Biography of Frida Kahlo

Artist

Frida Kahlo about 1940
Frida Kahlo about 1940. Ivan Dmitri/Michael Ochs Archives/Getty Images

Frida Kahlo, one of the few women painters that many can name, was known for her surrealistic paintings, including many emotionally-intense self portraits. Stricken with polio as a child and injured badly in an accident when she was 18, she struggled with pain and disability all her life. Her paintings reflect a modernist take on folk art and integrate her experience of suffering. Frida Kahlo was married to artist Diego Rivera.

Early Live

Frida Kahlo was born in a suburb of Mexico City in 1907. She later claimed 1910 as her year of birth, as 1910 was the beginning of the Mexican Revolution. She was close to her father but not so close to her often-depressed mother.

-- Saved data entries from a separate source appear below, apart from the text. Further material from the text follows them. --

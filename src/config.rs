//! Configuration file
//!
//! YAML configuration for the command-line front end. Every field has a
//! default, so an empty file (or no file at all) targets the public Kitsu
//! API without authentication.

use crate::auth::AuthConfig;
use crate::error::{Error, Result};
use crate::http::{HttpClientConfig, RateLimiterConfig};
use crate::request::DEFAULT_PAGE_LIMIT;
use crate::types::BackoffType;
use serde::{Deserialize, Serialize};
use std::path::Path;
use std::time::Duration;
use url::Url;

/// Default API root
pub const DEFAULT_BASE_URL: &str = "https://kitsu.io/api/edge";

/// Environment variable overriding `auth.token`
pub const TOKEN_ENV_VAR: &str = "KITSU_TOKEN";

/// Largest page size the API accepts
pub const MAX_PAGE_LIMIT: u32 = 500;

// ============================================================================
// Top-Level Config
// ============================================================================

/// Complete configuration loaded from YAML
#[derive(Debug, Clone, PartialEq, Serialize, Deserialize)]
#[serde(default)]
pub struct Config {
    /// API root that relative request paths are joined onto
    pub base_url: String,

    /// Authentication settings
    pub auth: AuthSection,

    /// HTTP client settings
    pub http: HttpSection,

    /// Library request defaults
    pub library: LibrarySection,
}

impl Default for Config {
    fn default() -> Self {
        Self {
            base_url: DEFAULT_BASE_URL.to_string(),
            auth: AuthSection::default(),
            http: HttpSection::default(),
            library: LibrarySection::default(),
        }
    }
}

/// Authentication settings
#[derive(Debug, Clone, Default, PartialEq, Eq, Serialize, Deserialize)]
#[serde(default)]
pub struct AuthSection {
    /// OAuth2 bearer token
    #[serde(skip_serializing_if = "Option::is_none")]
    pub token: Option<String>,
}

/// HTTP client settings
#[derive(Debug, Clone, PartialEq, Eq, Serialize, Deserialize)]
#[serde(default)]
pub struct HttpSection {
    /// Request timeout in seconds
    pub timeout_secs: u64,
    /// Retries for transient failures
    pub max_retries: u32,
    /// Backoff growth between retries
    pub backoff: BackoffType,
    /// First backoff delay in milliseconds
    pub initial_backoff_ms: u64,
    /// Backoff ceiling in milliseconds
    pub max_backoff_ms: u64,
    /// Request rate, 0 disables rate limiting
    pub requests_per_second: u32,
    /// Requests allowed in a burst
    pub burst_size: u32,
}

impl Default for HttpSection {
    fn default() -> Self {
        Self {
            timeout_secs: 30,
            max_retries: 3,
            backoff: BackoffType::Exponential,
            initial_backoff_ms: 100,
            max_backoff_ms: 60_000,
            requests_per_second: 10,
            burst_size: 10,
        }
    }
}

/// Library request defaults
#[derive(Debug, Clone, PartialEq, Eq, Serialize, Deserialize)]
#[serde(default)]
pub struct LibrarySection {
    /// Entries per page
    pub page_limit: u32,
    /// Side-load media with each page
    pub include_media: bool,
}

impl Default for LibrarySection {
    fn default() -> Self {
        Self {
            page_limit: DEFAULT_PAGE_LIMIT,
            include_media: true,
        }
    }
}

// ============================================================================
// Loading
// ============================================================================

impl Config {
    /// Load and validate a config file, applying environment overrides
    pub fn from_file(path: impl AsRef<Path>) -> Result<Self> {
        let path = path.as_ref();
        if !path.exists() {
            return Err(Error::FileNotFound {
                path: path.display().to_string(),
            });
        }
        let contents = std::fs::read_to_string(path)?;
        Self::from_yaml_str(&contents)
    }

    /// Parse and validate a YAML document, applying environment overrides
    pub fn from_yaml_str(yaml: &str) -> Result<Self> {
        let mut config: Config = if yaml.trim().is_empty() {
            Config::default()
        } else {
            serde_yaml::from_str(yaml)?
        };
        config.apply_env();
        config.validate()?;
        Ok(config)
    }

    /// Defaults plus environment overrides
    pub fn from_env() -> Result<Self> {
        Self::from_yaml_str("")
    }

    /// Apply environment variable overrides
    pub fn apply_env(&mut self) {
        if let Ok(token) = std::env::var(TOKEN_ENV_VAR) {
            if !token.trim().is_empty() {
                self.auth.token = Some(token);
            }
        }
    }

    /// Check that the settings are usable
    pub fn validate(&self) -> Result<()> {
        if self.base_url.trim().is_empty() {
            return Err(Error::missing_field("base_url"));
        }

        let url = Url::parse(&self.base_url)?;
        if !matches!(url.scheme(), "http" | "https") {
            return Err(Error::invalid_value(
                "base_url",
                format!("unsupported scheme '{}'", url.scheme()),
            ));
        }

        if self.library.page_limit == 0 || self.library.page_limit > MAX_PAGE_LIMIT {
            return Err(Error::invalid_value(
                "library.page_limit",
                format!("must be between 1 and {MAX_PAGE_LIMIT}"),
            ));
        }

        if self.http.initial_backoff_ms > self.http.max_backoff_ms {
            return Err(Error::invalid_value(
                "http.initial_backoff_ms",
                "must not exceed http.max_backoff_ms",
            ));
        }

        if self.http.timeout_secs == 0 {
            return Err(Error::invalid_value(
                "http.timeout_secs",
                "must be greater than 0",
            ));
        }

        Ok(())
    }

    /// Authentication derived from the config
    pub fn auth_config(&self) -> AuthConfig {
        self.auth
            .token
            .as_deref()
            .map_or(AuthConfig::None, AuthConfig::bearer)
    }

    /// HTTP client configuration derived from the config
    pub fn http_client_config(&self) -> HttpClientConfig {
        let http = &self.http;
        let mut builder = HttpClientConfig::builder()
            .base_url(self.base_url.as_str())
            .timeout(Duration::from_secs(http.timeout_secs))
            .max_retries(http.max_retries)
            .backoff(
                http.backoff,
                Duration::from_millis(http.initial_backoff_ms),
                Duration::from_millis(http.max_backoff_ms),
            )
            .auth(self.auth_config());

        builder = if http.requests_per_second == 0 {
            builder.no_rate_limit()
        } else {
            builder.rate_limit(RateLimiterConfig::new(
                http.requests_per_second,
                http.burst_size,
            ))
        };

        builder.build()
    }
}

She was struck with polio when she was about six, and while the illness was mild, it did cause her right leg to be withered, which led to twisting of her spine and pelvis.

She entered the National Preparatory School in 1922 to study medicine and medical illustration, adopting a native style of dress.

The Accident

In 1925, Frida Kahlo was nearly fatally injured in a bus accident, when a trolley collided with the bus she was riding. She broke her back and pelvis, fractured her collarbone and two ribs, and her right foot was crushed and her right leg broken in 11 places. A handrail of the bus impaled her in the abdomen. She had surgeries throughout her life to try to correct the disabling effects of the accident.

Diego Rivera & Marriage

During the convalescence from her accident, she began to paint. Self-taught, in 1928 she sought out Mexican painter Diego Rivera, more than 20 years her senior, whom she'd met when she was in preparatory school. She asked him to comment on her work, which relied on bright colors and Mexican folk images.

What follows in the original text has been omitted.